Desde os anos 1970, os Paiter Suruí precisam lidar com um antigo trauma: a epidemia de sarampo que exterminou parte dos índios da região. Com a chegada do coronavírus, o “fantasma” cresceu e gera lembranças ruins aos que sobreviveram ao surto de décadas atrás.

“Muitas pessoas estão assustadas.. Na década de 1970, por conta de uma epidemia de sarampo, éramos 5 mil pessoas e viramos 250”, recorda Celso.

Além das vidas, o sarampo levou consigo parte do mais precioso bem suruí: a tradição. Segundo Celso, a doença trouxe consequências à cultura local.

“Quem viveu aquele tempo, relata que o momento foi bem difícil e trágico para nosso povo. Perdemos muitas pessoas que sabíamos de nossas culturas, nossos pajés e nossas famílias”.

Na reserva Sete de Setembro, vivem 28 aldeias da etnia Paiter Suruí(foto: Celso Suruí/Arquivo Pessoal)
Na reserva Sete de Setembro, vivem 28 aldeias da etnia Paiter Suruí (foto: Celso Suruí/Arquivo Pessoal)

‘Cuidar dos velhos’


Para zelar pelas tradições, cuidar dos mais velhos é essencial.

Por isso, diz ele, cabe aos jovens suruís “pedir socorro”. “Alguns anciãos estão com medo de ir ao hospital, pois muitas vezes são mal compreendidos pela falta de entendimento das línguas”, lamenta. Por lá, nem todos falam o português. O idioma nativo é ligado ao dialeto Tupi.

A possibilidade de ir às casas de saúde formais traz apreensão aos suruís. Um dos icônicos integrantes dos lapetanhas, Perpera Suruí, quase precisou ser encaminhado a um hospital por conta de complicações em virtude do coronavírus. Ele, contudo, teve leve melhora e continua na tribo, sob os cuidados de uma enfermeira.

Quem não teve a mesma sorte do ‘Ex-pajé’ foi outro integrante dos suruí. Ele respira por aparelhos, internado em uma unidade de terapia intensiva (UTI) de um hospital de Cacoal, cerca de 400 quilômetros distante da capital Porto Velho.

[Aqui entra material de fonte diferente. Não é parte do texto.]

//! Failover-aware HTTP client for the coffer RPC surface.
//!
//! The current primary is resolved through the naming service and cached.
//! Any transport failure or explicit 503 invalidates the cache and the
//! identical call is retried against a freshly resolved primary, so a client
//! survives a backup promotion without its caller noticing more than latency.

use std::time::Duration;

use reqwest::{Method, StatusCode};
use serde::de::DeserializeOwned;
use tokio::sync::Mutex;
use tracing::{debug, warn};

use coffer_shared::constants::PRIMARY_NODE;
use coffer_shared::protocol::{
    AcceptRequest, AcceptResponse, Collaborator, DownloadResponse, ErrorBody, InviteRequest,
    NumberRequest, NumberResponse, RegisterRequest, RemoveRequest, RemoveResponse, ShareResponse,
    TokenRequest, TokenResponse, UploadRequest, UploadResponse,
};

use crate::error::NetError;
use crate::naming::Naming;

/// How many times a call is retried after re-resolving the primary.
const RERESOLVE_ATTEMPTS: u32 = 5;

/// Pause between re-resolve attempts.
const RERESOLVE_BACKOFF: Duration = Duration::from_millis(500);

pub struct ApiClient {
    http: reqwest::Client,
    naming: Naming,
    primary: Mutex<Option<String>>,
    token: Mutex<Option<String>>,
}

impl ApiClient {
    pub fn new(naming: Naming) -> Self {
        let http = reqwest::Client::builder()
            .timeout(Duration::from_secs(30))
            .build()
            .unwrap_or_default();
        Self {
            http,
            naming,
            primary: Mutex::new(None),
            token: Mutex::new(None),
        }
    }

    // ------------------------------------------------------------------
    // RPC surface
    // ------------------------------------------------------------------

    pub async fn register(&self, username: &str, certificate_pem: &str) -> Result<(), NetError> {
        let body = serde_json::to_value(RegisterRequest {
            username: username.to_string(),
            certificate_pem: certificate_pem.to_string(),
        })
        .map_err(|e| NetError::Decode(e.to_string()))?;
        let _: serde_json::Value = self.request(Method::POST, "/register", Some(body)).await?;
        Ok(())
    }

    pub async fn get_number(&self, username: &str) -> Result<String, NetError> {
        let body = serde_json::to_value(NumberRequest {
            username: username.to_string(),
        })
        .map_err(|e| NetError::Decode(e.to_string()))?;
        let resp: NumberResponse = self.request(Method::POST, "/number", Some(body)).await?;
        Ok(resp.nonce)
    }

    /// Exchange a signed challenge for a session token. The token is kept on
    /// the client and attached to every subsequent request.
    pub async fn get_token(
        &self,
        username: &str,
        signed_nonce: Vec<u8>,
    ) -> Result<TokenResponse, NetError> {
        let body = serde_json::to_value(TokenRequest {
            username: username.to_string(),
            signed_nonce,
        })
        .map_err(|e| NetError::Decode(e.to_string()))?;
        let resp: TokenResponse = self.request(Method::POST, "/token", Some(body)).await?;
        *self.token.lock().await = Some(resp.token.clone());
        Ok(resp)
    }

    pub async fn upload(&self, req: &UploadRequest) -> Result<i64, NetError> {
        let body = serde_json::to_value(req).map_err(|e| NetError::Decode(e.to_string()))?;
        let resp: UploadResponse = self.request(Method::POST, "/upload", Some(body)).await?;
        Ok(resp.version)
    }

    pub async fn download(&self, name: &str) -> Result<DownloadResponse, NetError> {
        self.request(Method::GET, &format!("/download/{name}"), None)
            .await
    }

    pub async fn share(&self, username: &str) -> Result<String, NetError> {
        let resp: ShareResponse = self
            .request(Method::GET, &format!("/share/{username}"), None)
            .await?;
        Ok(resp.certificate_pem)
    }

    pub async fn invite(&self, req: &InviteRequest) -> Result<(), NetError> {
        let body = serde_json::to_value(req).map_err(|e| NetError::Decode(e.to_string()))?;
        let _: serde_json::Value = self.request(Method::POST, "/invite", Some(body)).await?;
        Ok(())
    }

    pub async fn accept(&self, file_name: &str) -> Result<Vec<u8>, NetError> {
        let body = serde_json::to_value(AcceptRequest {
            file_name: file_name.to_string(),
        })
        .map_err(|e| NetError::Decode(e.to_string()))?;
        let resp: AcceptResponse = self.request(Method::POST, "/accept", Some(body)).await?;
        Ok(resp.wrapped_key)
    }

    pub async fn remove(&self, req: &RemoveRequest) -> Result<Vec<Collaborator>, NetError> {
        let body = serde_json::to_value(req).map_err(|e| NetError::Decode(e.to_string()))?;
        let resp: RemoveResponse = self.request(Method::POST, "/remove", Some(body)).await?;
        Ok(resp.collaborators)
    }

    pub async fn ping(&self) -> Result<(), NetError> {
        let _: serde_json::Value = self.request(Method::GET, "/ping", None).await?;
        Ok(())
    }

    // ------------------------------------------------------------------
    // Transport with re-resolve
    // ------------------------------------------------------------------

    async fn primary_url(&self) -> Result<String, NetError> {
        let mut cached = self.primary.lock().await;
        if let Some(uri) = cached.as_ref() {
            return Ok(uri.clone());
        }
        let uri = self.naming.lookup(PRIMARY_NODE).await?;
        debug!(uri = %uri, "resolved primary");
        *cached = Some(uri.clone());
        Ok(uri)
    }

    async fn invalidate_primary(&self) {
        *self.primary.lock().await = None;
    }

    async fn request<T: DeserializeOwned>(
        &self,
        method: Method,
        path: &str,
        body: Option<serde_json::Value>,
    ) -> Result<T, NetError> {
        let mut attempt = 0;
        loop {
            let base = self.primary_url().await?;
            match self.send(&base, method.clone(), path, body.as_ref()).await {
                Err(NetError::Unavailable(reason)) if attempt < RERESOLVE_ATTEMPTS => {
                    attempt += 1;
                    warn!(
                        attempt,
                        reason = %reason,
                        "primary unavailable, re-resolving and retrying"
                    );
                    self.invalidate_primary().await;
                    tokio::time::sleep(RERESOLVE_BACKOFF).await;
                }
                other => return other,
            }
        }
    }

    async fn send<T: DeserializeOwned>(
        &self,
        base: &str,
        method: Method,
        path: &str,
        body: Option<&serde_json::Value>,
    ) -> Result<T, NetError> {
        let url = format!("{}{}", base.trim_end_matches('/'), path);

        let mut req = self.http.request(method, &url);
        if let Some(token) = self.token.lock().await.as_ref() {
            req = req.bearer_auth(token);
        }
        if let Some(body) = body {
            req = req.json(body);
        }

        let resp = req
            .send()
            .await
            .map_err(|e| NetError::Unavailable(e.to_string()))?;

        let status = resp.status();
        if status == StatusCode::SERVICE_UNAVAILABLE {
            return Err(NetError::Unavailable(format!("{url} answered 503")));
        }
        if !status.is_success() {
            let message = match resp.json::<ErrorBody>().await {
                Ok(body) => body.error,
                Err(_) => status.to_string(),
            };
            return Err(NetError::Status {
                code: status.as_u16(),
                message,
            });
        }

        resp.json::<T>()
            .await
            .map_err(|e| NetError::Decode(e.to_string()))
    }
}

O pedido de ajuda dos suruís não se restringe somente ao aspecto médico. A pandemia afastou parte dos índios da labuta diária. Sem trabalho, não há como levar o sustento aos parentes. Eles clamam por cestas básicas.

“As pessoas não aguentam fazer o trabalho físico e, por isso, estão com dificuldades de manter a alimentação de suas famílias”, comenta Celso Suruí.

Sobre a questão da saúde indígena, a Fundação Nacional do Índio (Funai) esclarece que o responsável pelo assunto no país é o Ministério da Saúde. A Funai não cuida diretamente da matéria, mas sim a Secretaria Especial de Saúde Indígena (Sesai/Ministério da Saúde), que possui a competência institucional de coordenar e executar a Política Nacional de Atenção à Saúde dos Povos Indígenas e todo o processo de gestão do Subsistema de Atenção à Saúde Indígena (SasiSUS) no Sistema Único de Saúde (SUS).

 


COVID-19 em Rondônia


De acordo com os mais recentes dados do governo federal, divulgados nessa quinta-feira (14), Rondonia tem 46.676 casos confirmados do novo coronavírus. Foram 993 mortes.